─── Data to examine
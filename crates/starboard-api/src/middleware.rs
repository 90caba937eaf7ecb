use axum::{
    extract::{Request, State},
    http::{HeaderMap, header},
    middleware::Next,
    response::Response,
};
use tracing::warn;

use crate::config::AuthConfig;
use crate::credentials::TokenService;
use crate::error::ApiError;

/// Gate in front of the protected routes.
#[derive(Clone)]
pub enum AuthGate {
    /// Authentication disabled; every request passes unchecked.
    Pass,
    /// A valid bearer token is required.
    Check(TokenService),
}

impl AuthGate {
    pub fn new(config: &AuthConfig) -> Self {
        if config.enabled {
            Self::Check(TokenService::new(config))
        } else {
            Self::Pass
        }
    }

    pub fn check(&self, headers: &HeaderMap) -> Result<(), ApiError> {
        let tokens = match self {
            Self::Pass => return Ok(()),
            Self::Check(tokens) => tokens,
        };

        let auth_header = headers
            .get(header::AUTHORIZATION)
            .filter(|v| !v.is_empty())
            .ok_or_else(|| ApiError::Unauthorized("Missing authorization header".into()))?;

        let token = auth_header
            .to_str()
            .ok()
            .and_then(bearer_token)
            .ok_or_else(|| ApiError::Unauthorized("Invalid authorization format".into()))?;

        tokens.validate(token).map(|_| ()).map_err(|e| {
            warn!("Rejected token: {}", e);
            ApiError::Unauthorized(format!("Invalid token: {}", e))
        })
    }
}

/// Accepts exactly `Bearer <token>`.
fn bearer_token(value: &str) -> Option<&str> {
    let mut parts = value.split(' ');
    match (parts.next(), parts.next(), parts.next()) {
        (Some("Bearer"), Some(token), None) => Some(token),
        _ => None,
    }
}

/// Extract and validate JWT from Authorization header.
pub async fn require_auth(
    State(gate): State<AuthGate>,
    req: Request,
    next: Next,
) -> Result<Response, ApiError> {
    gate.check(req.headers())?;
    Ok(next.run(req).await)
}

#[cfg(test)]
mod tests {
    use super::*;
    use axum::{Router, body::Body, http::StatusCode, middleware, routing::get};
    use tower::ServiceExt;

    fn app(gate: AuthGate) -> Router {
        Router::new()
            .route("/", get(|| async { "ok" }))
            .route_layer(middleware::from_fn_with_state(gate, require_auth))
    }

    fn config() -> AuthConfig {
        AuthConfig::new("gate-secret")
    }

    async fn status(gate: AuthGate, authorization: Option<&str>) -> StatusCode {
        let mut req = Request::builder().uri("/");
        if let Some(value) = authorization {
            req = req.header(header::AUTHORIZATION, value);
        }
        let res = app(gate).oneshot(req.body(Body::empty()).unwrap()).await.unwrap();
        res.status()
    }

    #[tokio::test]
    async fn disabled_gate_passes_everything() {
        let gate = AuthGate::new(&config().with_enabled(false));
        assert!(matches!(gate, AuthGate::Pass));
        assert_eq!(status(gate.clone(), None).await, StatusCode::OK);
        assert_eq!(status(gate, Some("Bearer junk")).await, StatusCode::OK);
    }

    #[tokio::test]
    async fn valid_token_passes() {
        let token = TokenService::new(&config()).issue("u1").unwrap();
        let header = format!("Bearer {}", token);
        assert_eq!(status(AuthGate::new(&config()), Some(&header)).await, StatusCode::OK);
    }

    #[tokio::test]
    async fn rejects_missing_and_malformed_headers() {
        let gate = AuthGate::new(&config());
        let token = TokenService::new(&config()).issue("u1").unwrap();

        assert_eq!(status(gate.clone(), None).await, StatusCode::UNAUTHORIZED);
        assert_eq!(status(gate.clone(), Some(&token)).await, StatusCode::UNAUTHORIZED);
        assert_eq!(
            status(gate.clone(), Some(&format!("Basic {}", token))).await,
            StatusCode::UNAUTHORIZED
        );
        assert_eq!(
            status(gate, Some(&format!("Bearer {} extra", token))).await,
            StatusCode::UNAUTHORIZED
        );
    }

    #[test]
    fn rejection_messages_name_the_cause() {
        let gate = AuthGate::new(&config());
        let mut headers = HeaderMap::new();

        let err = gate.check(&headers).unwrap_err();
        assert_eq!(err.to_string(), "Missing authorization header");

        headers.insert(header::AUTHORIZATION, "Token abc".parse().unwrap());
        let err = gate.check(&headers).unwrap_err();
        assert_eq!(err.to_string(), "Invalid authorization format");

        let foreign = TokenService::new(&AuthConfig::new("other")).issue("u1").unwrap();
        headers.insert(
            header::AUTHORIZATION,
            format!("Bearer {}", foreign).parse().unwrap(),
        );
        let err = gate.check(&headers).unwrap_err();
        assert_eq!(err.to_string(), "Invalid token: token signature is invalid");
    }
}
──────
Copy out only the lines of the records above from the one with "repository 90caba937eaf7ecb" through the one with "the protected routes.", exactly as they stand, both included.

» **Response**
repository 90caba937eaf7ecb
use axum::{
    extract::{Request, State},
    http::{HeaderMap, header},
    middleware::Next,
    response::Response,
};
use tracing::warn;

use crate::config::AuthConfig;
use crate::credentials::TokenService;
use crate::error::ApiError;

/// Gate in front of the protected routes.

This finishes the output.